Record excerpts: Begin

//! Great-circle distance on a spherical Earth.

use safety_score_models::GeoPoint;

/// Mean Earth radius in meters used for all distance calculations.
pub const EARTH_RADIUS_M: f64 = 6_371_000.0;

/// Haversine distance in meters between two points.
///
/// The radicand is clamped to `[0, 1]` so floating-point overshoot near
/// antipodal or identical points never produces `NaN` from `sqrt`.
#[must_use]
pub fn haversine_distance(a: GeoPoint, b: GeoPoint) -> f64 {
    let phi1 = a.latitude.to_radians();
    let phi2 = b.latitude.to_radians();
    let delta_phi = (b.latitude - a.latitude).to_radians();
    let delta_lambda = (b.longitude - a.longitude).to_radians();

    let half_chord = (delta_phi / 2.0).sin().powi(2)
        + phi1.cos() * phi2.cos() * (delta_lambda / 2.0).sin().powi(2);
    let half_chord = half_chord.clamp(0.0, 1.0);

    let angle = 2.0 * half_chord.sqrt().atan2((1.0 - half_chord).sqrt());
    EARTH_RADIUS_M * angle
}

Record excerpts: End
Record excerpts: Begin

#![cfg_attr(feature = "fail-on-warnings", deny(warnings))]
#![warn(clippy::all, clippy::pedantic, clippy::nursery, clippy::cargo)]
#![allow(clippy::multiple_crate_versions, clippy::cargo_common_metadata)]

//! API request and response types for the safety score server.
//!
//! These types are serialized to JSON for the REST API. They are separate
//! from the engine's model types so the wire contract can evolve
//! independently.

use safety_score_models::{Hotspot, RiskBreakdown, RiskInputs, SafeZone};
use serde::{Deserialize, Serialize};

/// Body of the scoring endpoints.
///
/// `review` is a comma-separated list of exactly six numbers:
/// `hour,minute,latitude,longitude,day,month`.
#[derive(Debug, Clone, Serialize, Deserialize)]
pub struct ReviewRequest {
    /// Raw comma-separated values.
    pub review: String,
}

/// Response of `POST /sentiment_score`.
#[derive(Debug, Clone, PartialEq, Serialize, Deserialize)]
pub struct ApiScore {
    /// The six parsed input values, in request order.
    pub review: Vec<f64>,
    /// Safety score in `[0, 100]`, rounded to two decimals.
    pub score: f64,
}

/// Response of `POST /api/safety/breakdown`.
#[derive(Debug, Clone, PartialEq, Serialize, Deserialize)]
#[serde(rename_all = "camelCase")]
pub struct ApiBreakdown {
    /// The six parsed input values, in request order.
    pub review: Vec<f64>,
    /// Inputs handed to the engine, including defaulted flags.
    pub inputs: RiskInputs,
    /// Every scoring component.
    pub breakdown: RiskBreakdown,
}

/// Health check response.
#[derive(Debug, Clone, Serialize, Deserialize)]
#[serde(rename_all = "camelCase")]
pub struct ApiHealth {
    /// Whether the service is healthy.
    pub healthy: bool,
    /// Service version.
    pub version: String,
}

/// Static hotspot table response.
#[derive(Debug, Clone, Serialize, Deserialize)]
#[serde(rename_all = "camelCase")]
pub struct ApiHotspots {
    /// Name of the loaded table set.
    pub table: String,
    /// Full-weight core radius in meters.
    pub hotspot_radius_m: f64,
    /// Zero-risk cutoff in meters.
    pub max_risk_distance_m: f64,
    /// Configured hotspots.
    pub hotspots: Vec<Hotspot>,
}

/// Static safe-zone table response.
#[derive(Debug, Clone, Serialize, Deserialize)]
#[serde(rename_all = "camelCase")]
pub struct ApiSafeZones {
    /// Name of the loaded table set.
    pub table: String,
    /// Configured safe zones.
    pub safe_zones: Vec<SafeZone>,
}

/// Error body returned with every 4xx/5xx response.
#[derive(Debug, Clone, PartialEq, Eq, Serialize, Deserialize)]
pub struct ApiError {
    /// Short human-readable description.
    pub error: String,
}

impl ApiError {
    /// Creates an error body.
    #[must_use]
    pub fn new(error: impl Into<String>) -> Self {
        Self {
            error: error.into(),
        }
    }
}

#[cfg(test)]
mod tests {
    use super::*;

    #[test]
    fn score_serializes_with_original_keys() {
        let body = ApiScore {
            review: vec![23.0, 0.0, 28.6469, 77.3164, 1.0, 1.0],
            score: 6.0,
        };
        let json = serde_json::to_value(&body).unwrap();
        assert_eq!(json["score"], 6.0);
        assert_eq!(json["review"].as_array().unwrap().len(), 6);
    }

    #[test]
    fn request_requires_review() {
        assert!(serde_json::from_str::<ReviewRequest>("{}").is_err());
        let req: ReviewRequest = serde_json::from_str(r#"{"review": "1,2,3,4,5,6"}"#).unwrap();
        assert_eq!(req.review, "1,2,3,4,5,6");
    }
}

Record excerpts: End

- _Work instruction_: Give only the number of lines in the entries above that hold the string "separated".

- _Answer to the problem_: 2